Ospedale più sicuro, è pronta la nuova area d’attesa dei pazienti

La struttura, costata 200mila euro, è formata da due stanze per diagnosi e smistamento dei malati Dopo disagi e proteste dei mesi scorsi lo spazio sarà più vicino al Pronto soccorso, venerdì l’apertura
SULMONA. Tutto pronto per l’inaugurazione della nuova sede del pre-triage dell’ospedale di Sulmona. La data fissata è tra sette giorni, venerdì 26 marzo, quando alle 11 il sindaco Annamaria Casini, insieme al manager dell’Asl Roberto Testa, taglierà il nastro della nuova struttura tanto attesa. L’ospedale cittadino, infatti, finalmente avrà un percorso interamente dedicato al Covid e al pronto soccorso. È stato necessario attendere comunque un anno, dall’inizio della pandemia, per arrivare a ottenere questo importante risultato, e dopo che utenti e addetti ai lavori hanno espresso a più riprese le loro proteste per la cattiva organizzazione con cui venivano accolti i pazienti Covid nell’ospedale di Sulmona.
La scelta di collocare l’area pre-triage all’ingresso della struttura sanitaria sul lato di viale Mazzini, esattamente dalla parte opposta a quella dove si trova attualmente il Pronto soccorso, ha creato non pochi problemi a medici e infermieri costretti a fare la spola da una zona all’altra dell’ospedale senza alcuna tutela e con grave pericolo di contagio per i visitatori. Il momento più critico è stato riscontrato nel corso della seconda ondata dei contagi quando, in seguito alla grave carenza di personale e alla mancanza di disponibilità di posti letto Covid negli ospedali della regione, i pazienti sospetti e quelli positivi al virus sono stati “parcheggiati” per giorni negli ambienti del vecchio Pronto soccorso, assolutamente inidonei per la grave emergenza che si era venuta a creare. Tant’è che per qualche paziente affetto da Covid-19, quella sistemazione è risultata fatale. E che si trattava di spazi inidonei ad ospitare pazienti contagiati, sistemati in un’area dell’ospedale risultata inagibile, lo stabilirono anche i carabinieri del Nas di Pescara, quando ne ordinarono lo smantellamento. I lavori per il nuovo pre-triage, per un impegno di spesa da parte dell’Asl di 200mila euro, sono stati eseguiti da una ditta romana che si è aggiudicata l’appalto dopo la prima gara andata deserta.

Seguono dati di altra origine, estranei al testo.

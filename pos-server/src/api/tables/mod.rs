//! Dining Table API 模块

mod handler;

use axum::{Router, routing::get, routing::patch};

use crate::core::ServerState;

pub fn router() -> Router<ServerState> {
    Router::new()
        .route("/api/tables/", get(handler::list).post(handler::create))
        .nest("/api/tables", routes())
}

fn routes() -> Router<ServerState> {
    Router::new()
        .route("/{id}", get(handler::get_by_id).put(handler::update).delete(handler::delete))
        .route("/{id}/status", patch(handler::set_status))
}
use anyhow::Context;
use pos_server::{Config, Server, ServerState, init_logger, init_logger_with_file};

#[tokio::main]
async fn main() -> anyhow::Result<()> {
    // 1. 环境与日志
    let _ = dotenv::dotenv();
    let config = Config::from_env();
    match &config.log_dir {
        Some(dir) => init_logger_with_file(None, Some(dir)),
        None => init_logger(),
    }

    tracing::info!(environment = %config.environment, "POS back-office server starting...");

    // 2. 初始化状态 (打开数据库、跑迁移、播种管理员)
    let state = ServerState::initialize(&config)
        .await
        .context("failed to initialize server state")?;

    // 3. 启动 HTTP 服务器
    let server = Server::with_state(config, state);
    if let Err(e) = server.run().await {
        tracing::error!("Server error: {e}");
        return Err(e.into());
    }

    Ok(())
}
//! AI Proxy API 模块
//!
//! 把仪表盘的 AI 请求代理到 Gemini REST API，
//! 密钥缺失或上游失败时退回固定文案，前端无需感知。

mod handler;

use axum::{Router, routing::get, routing::post};

use crate::core::ServerState;

pub fn router() -> Router<ServerState> {
    Router::new().nest("/api/ai", routes())
}

fn routes() -> Router<ServerState> {
    Router::new()
        .route("/insight", post(handler::insight))
        .route("/product-description", post(handler::product_description))
        .route("/status", get(handler::status))
}
//! Repository Module
//!
//! 每个资源一个子模块，仓储为接收 `&SqlitePool` 的自由函数。

// Auth
pub mod system_user;

// Catalog
pub mod category;
pub mod product;
pub mod supplier;

// Floor
pub mod dining_table;
pub mod reservation;

// Orders
pub mod order;

// Customers
pub mod member;

// Inventory
pub mod stock_log;

// Reporting
pub mod analytics;

use thiserror::Error;

/// Repository error types
#[derive(Debug, Error)]
pub enum RepoError {
    #[error("Not found: {0}")]
    NotFound(String),

    #[error("Duplicate: {0}")]
    Duplicate(String),

    #[error("Validation error: {0}")]
    Validation(String),

    #[error("Business rule violation: {0}")]
    BusinessRule(String),

    #[error("Database error: {0}")]
    Database(String),
}

impl From<sqlx::Error> for RepoError {
    fn from(err: sqlx::Error) -> Self {
        match &err {
            sqlx::Error::RowNotFound => RepoError::NotFound("Row not found".into()),
            sqlx::Error::Database(db_err) if db_err.is_unique_violation() => {
                RepoError::Duplicate(db_err.message().to_string())
            }
            _ => RepoError::Database(err.to_string()),
        }
    }
}

/// Result type for repository operations
pub type RepoResult<T> = Result<T, RepoError>;

#[cfg(test)]
pub(crate) mod test_support {
    use sqlx::SqlitePool;
    use sqlx::sqlite::SqlitePoolOptions;

    /// In-memory pool with the full schema.
    ///
    /// max_connections(1): each :memory: connection is its own database,
    /// so the pool must never hand out a second one.
    pub async fn test_pool() -> SqlitePool {
        let pool = SqlitePoolOptions::new()
            .max_connections(1)
            .connect("sqlite::memory:")
            .await
            .unwrap();
        crate::db::MIGRATOR.run(&pool).await.unwrap();
        pool
    }
}
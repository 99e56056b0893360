//! System User Model (back-office operators, not store members)

use serde::{Deserialize, Serialize};

/// Operator role, in ascending order of privilege
#[derive(Debug, Clone, Copy, PartialEq, Eq, Serialize, Deserialize)]
#[cfg_attr(feature = "db", derive(sqlx::Type))]
#[cfg_attr(feature = "db", sqlx(rename_all = "lowercase"))]
#[serde(rename_all = "lowercase")]
pub enum UserRole {
    Staff,
    Cashier,
    Manager,
    Admin,
}

impl UserRole {
    pub fn as_str(&self) -> &'static str {
        match self {
            UserRole::Staff => "staff",
            UserRole::Cashier => "cashier",
            UserRole::Manager => "manager",
            UserRole::Admin => "admin",
        }
    }
}

/// Back-office login account
#[derive(Debug, Clone, Serialize, Deserialize)]
#[cfg_attr(feature = "db", derive(sqlx::FromRow))]
#[serde(rename_all = "camelCase")]
pub struct SystemUser {
    pub id: String,
    pub username: String,
    /// Argon2 hash, never serialized to the wire
    #[serde(skip_serializing, default)]
    pub password_hash: String,
    pub name: String,
    pub phone: Option<String>,
    pub role: UserRole,
    pub avatar: Option<String>,
    pub is_active: bool,
    pub last_login: Option<String>,
}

In particolare l’intervento ha previsto l’adeguamento dell’ex distretto sanitario, a pochi metri dal Pronto soccorso di via Montesanto, con la realizzazione di due stanze con bagno, nonché l’individuazione di percorsi separati per pazienti Covid e pazienti normali. Si tratta di una sorta di anticamera per accogliere chi arriva in ospedale con sintomi che possono ipotizzare il contagio, effettuare diagnosi, accertare eventualmente la positività, verificare le condizioni dei pazienti e indirizzarli nei vari reparti dell’ospedale o disporne il trasferimento in altre strutture ospedaliere della regione. Un reparto all'avanguardia che migliorerà i livelli qualitativi di una struttura che vuole tornare ad essere luogo di sicurezza e di fiducia per tutti gli utenti del Centro Abruzzo.